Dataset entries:
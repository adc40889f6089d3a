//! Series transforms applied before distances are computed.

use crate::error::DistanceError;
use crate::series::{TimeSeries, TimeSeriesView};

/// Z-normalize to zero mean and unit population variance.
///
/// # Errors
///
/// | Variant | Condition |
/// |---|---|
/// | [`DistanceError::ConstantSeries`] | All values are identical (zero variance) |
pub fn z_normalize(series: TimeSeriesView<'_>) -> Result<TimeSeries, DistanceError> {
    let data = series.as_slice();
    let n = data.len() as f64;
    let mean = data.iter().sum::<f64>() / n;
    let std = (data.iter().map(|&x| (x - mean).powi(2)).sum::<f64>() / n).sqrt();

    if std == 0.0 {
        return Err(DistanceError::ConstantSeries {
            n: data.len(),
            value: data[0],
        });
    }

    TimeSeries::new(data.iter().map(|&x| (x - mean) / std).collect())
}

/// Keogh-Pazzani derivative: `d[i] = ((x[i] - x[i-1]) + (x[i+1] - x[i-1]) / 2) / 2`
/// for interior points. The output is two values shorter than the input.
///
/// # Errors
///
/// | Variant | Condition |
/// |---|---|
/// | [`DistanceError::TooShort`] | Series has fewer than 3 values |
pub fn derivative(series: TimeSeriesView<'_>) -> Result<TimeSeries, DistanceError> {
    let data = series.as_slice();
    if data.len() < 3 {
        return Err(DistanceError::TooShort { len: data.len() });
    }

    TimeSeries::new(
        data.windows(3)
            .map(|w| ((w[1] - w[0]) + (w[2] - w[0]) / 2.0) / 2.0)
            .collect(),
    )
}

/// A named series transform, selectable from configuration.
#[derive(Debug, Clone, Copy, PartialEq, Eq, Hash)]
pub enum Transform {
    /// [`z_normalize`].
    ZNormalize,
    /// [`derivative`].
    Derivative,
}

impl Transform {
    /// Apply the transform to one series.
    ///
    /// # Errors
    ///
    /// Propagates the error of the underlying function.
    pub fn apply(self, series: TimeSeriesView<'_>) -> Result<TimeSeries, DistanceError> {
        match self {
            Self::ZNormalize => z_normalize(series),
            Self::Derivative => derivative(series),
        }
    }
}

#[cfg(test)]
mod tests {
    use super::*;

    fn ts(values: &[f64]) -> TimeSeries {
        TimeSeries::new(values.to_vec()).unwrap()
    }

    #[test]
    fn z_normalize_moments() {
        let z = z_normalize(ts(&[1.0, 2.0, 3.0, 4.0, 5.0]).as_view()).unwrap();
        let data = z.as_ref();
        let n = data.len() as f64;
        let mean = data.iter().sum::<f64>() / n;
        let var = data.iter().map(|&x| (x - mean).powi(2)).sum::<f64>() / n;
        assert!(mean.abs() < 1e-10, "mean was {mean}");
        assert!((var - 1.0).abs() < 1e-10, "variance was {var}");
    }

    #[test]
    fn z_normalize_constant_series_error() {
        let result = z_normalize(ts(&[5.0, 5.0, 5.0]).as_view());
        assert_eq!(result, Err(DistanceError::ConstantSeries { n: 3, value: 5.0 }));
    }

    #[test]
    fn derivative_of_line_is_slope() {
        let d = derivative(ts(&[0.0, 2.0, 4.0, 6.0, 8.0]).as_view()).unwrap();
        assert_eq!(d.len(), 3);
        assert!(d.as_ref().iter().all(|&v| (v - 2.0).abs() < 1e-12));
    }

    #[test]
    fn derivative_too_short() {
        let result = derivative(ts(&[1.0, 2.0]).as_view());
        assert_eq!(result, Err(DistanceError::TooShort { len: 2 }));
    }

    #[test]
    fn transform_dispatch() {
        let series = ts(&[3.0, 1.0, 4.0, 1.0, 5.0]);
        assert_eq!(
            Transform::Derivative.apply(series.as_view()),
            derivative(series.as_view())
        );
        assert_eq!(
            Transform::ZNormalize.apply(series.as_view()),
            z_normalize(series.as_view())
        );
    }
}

* * *

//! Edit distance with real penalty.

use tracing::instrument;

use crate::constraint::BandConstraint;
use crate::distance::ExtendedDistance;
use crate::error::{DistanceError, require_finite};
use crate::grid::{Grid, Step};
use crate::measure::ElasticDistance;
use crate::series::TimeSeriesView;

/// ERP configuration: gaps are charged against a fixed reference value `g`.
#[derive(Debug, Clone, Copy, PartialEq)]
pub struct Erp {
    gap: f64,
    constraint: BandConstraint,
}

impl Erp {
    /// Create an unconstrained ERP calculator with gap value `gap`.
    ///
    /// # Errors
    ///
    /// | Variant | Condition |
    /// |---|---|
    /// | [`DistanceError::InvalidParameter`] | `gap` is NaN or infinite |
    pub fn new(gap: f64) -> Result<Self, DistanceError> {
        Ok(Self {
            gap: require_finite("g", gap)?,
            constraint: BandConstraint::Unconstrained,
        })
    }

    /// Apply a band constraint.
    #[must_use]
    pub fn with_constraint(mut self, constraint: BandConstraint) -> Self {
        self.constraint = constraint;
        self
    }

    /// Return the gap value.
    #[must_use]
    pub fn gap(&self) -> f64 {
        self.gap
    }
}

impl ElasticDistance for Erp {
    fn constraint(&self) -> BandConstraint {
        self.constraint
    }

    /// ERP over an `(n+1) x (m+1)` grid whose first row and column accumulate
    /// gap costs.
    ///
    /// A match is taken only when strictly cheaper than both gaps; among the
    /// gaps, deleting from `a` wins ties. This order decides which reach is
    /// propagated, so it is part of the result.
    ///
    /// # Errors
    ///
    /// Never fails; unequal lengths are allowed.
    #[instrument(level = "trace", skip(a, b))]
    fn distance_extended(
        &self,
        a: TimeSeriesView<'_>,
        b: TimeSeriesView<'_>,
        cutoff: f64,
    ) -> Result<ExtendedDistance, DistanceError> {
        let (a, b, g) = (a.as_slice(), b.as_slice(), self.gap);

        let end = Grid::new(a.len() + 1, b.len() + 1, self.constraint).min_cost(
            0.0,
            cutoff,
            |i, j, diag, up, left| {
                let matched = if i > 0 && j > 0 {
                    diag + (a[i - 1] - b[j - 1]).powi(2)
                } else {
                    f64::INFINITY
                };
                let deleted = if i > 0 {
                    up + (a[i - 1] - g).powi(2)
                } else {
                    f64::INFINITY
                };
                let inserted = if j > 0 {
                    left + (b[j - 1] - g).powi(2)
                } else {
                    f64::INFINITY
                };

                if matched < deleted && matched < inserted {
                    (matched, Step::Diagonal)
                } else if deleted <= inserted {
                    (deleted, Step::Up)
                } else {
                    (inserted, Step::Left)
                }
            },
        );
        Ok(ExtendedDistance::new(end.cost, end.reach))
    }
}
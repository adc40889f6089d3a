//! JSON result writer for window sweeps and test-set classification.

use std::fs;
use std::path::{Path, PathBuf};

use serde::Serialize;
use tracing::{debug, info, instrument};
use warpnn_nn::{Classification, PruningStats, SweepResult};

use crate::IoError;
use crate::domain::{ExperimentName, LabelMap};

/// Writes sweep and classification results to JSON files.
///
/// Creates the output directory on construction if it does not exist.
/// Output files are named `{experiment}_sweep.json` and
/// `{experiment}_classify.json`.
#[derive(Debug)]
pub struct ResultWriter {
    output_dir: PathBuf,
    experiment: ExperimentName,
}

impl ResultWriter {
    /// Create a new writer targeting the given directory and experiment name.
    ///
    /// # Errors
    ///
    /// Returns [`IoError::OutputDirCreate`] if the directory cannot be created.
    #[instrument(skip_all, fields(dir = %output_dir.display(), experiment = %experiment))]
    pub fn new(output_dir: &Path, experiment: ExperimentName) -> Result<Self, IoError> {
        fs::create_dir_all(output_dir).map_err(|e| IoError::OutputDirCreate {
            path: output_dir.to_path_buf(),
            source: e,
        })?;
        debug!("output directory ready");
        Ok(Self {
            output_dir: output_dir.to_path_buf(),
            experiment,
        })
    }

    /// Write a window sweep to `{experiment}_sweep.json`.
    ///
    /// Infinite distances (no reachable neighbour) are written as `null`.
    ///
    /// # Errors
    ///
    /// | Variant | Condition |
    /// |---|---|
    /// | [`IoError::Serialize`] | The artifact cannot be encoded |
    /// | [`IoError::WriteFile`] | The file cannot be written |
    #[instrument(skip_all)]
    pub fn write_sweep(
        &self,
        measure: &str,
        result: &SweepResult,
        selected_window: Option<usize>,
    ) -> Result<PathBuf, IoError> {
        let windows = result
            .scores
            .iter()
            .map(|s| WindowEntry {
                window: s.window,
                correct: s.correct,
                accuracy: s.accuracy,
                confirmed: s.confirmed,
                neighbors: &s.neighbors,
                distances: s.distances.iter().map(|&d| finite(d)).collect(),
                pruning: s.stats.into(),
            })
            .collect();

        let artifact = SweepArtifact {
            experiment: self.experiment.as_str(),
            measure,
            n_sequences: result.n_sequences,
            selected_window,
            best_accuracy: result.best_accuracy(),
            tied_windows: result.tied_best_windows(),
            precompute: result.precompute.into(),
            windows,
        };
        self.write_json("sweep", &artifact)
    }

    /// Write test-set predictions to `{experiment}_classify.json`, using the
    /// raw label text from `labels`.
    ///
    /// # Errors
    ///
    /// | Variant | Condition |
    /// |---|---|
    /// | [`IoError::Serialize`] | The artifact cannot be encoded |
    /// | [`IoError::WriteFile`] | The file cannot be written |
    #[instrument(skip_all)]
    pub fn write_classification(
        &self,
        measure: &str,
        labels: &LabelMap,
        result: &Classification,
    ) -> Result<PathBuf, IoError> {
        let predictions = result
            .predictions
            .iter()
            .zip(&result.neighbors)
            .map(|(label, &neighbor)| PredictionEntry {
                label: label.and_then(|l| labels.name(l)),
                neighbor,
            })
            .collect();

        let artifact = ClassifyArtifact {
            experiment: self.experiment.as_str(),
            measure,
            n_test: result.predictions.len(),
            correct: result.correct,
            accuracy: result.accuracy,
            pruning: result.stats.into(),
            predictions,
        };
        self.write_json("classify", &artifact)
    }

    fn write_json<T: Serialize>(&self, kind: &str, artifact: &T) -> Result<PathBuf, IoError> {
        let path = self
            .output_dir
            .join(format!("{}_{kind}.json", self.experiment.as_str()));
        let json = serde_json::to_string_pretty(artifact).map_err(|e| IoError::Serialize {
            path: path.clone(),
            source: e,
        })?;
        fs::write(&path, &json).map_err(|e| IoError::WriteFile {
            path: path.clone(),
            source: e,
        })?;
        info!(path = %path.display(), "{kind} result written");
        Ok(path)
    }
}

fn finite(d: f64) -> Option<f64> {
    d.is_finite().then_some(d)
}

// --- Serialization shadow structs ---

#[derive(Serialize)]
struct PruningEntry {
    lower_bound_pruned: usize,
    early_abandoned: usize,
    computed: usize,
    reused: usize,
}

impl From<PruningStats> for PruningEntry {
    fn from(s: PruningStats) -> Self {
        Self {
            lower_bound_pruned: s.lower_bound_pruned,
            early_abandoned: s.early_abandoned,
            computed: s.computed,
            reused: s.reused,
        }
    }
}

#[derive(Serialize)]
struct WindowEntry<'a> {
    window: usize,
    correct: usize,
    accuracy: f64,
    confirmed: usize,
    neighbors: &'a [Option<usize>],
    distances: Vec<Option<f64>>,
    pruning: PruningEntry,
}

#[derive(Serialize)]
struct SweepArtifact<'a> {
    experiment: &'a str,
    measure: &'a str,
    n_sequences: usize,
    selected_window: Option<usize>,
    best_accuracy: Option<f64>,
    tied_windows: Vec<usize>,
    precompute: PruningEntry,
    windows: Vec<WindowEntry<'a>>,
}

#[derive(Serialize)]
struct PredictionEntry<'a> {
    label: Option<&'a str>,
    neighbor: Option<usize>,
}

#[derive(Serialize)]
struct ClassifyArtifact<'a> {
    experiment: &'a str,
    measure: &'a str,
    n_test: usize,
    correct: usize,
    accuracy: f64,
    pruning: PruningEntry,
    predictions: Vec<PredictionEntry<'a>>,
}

**PROBLEM STATEMENT**: Retype only the stretch of lines above starting at the one with "use tracing::instrument;" and stopping at the one with "use crate::series::TimeSeriesView;", exactly as written, with both kept.

**ANSWER BELOW**:
use tracing::instrument;

use crate::constraint::BandConstraint;
use crate::distance::ExtendedDistance;
use crate::error::{DistanceError, require_finite};
use crate::grid::{Grid, Step};
use crate::measure::ElasticDistance;
use crate::series::TimeSeriesView;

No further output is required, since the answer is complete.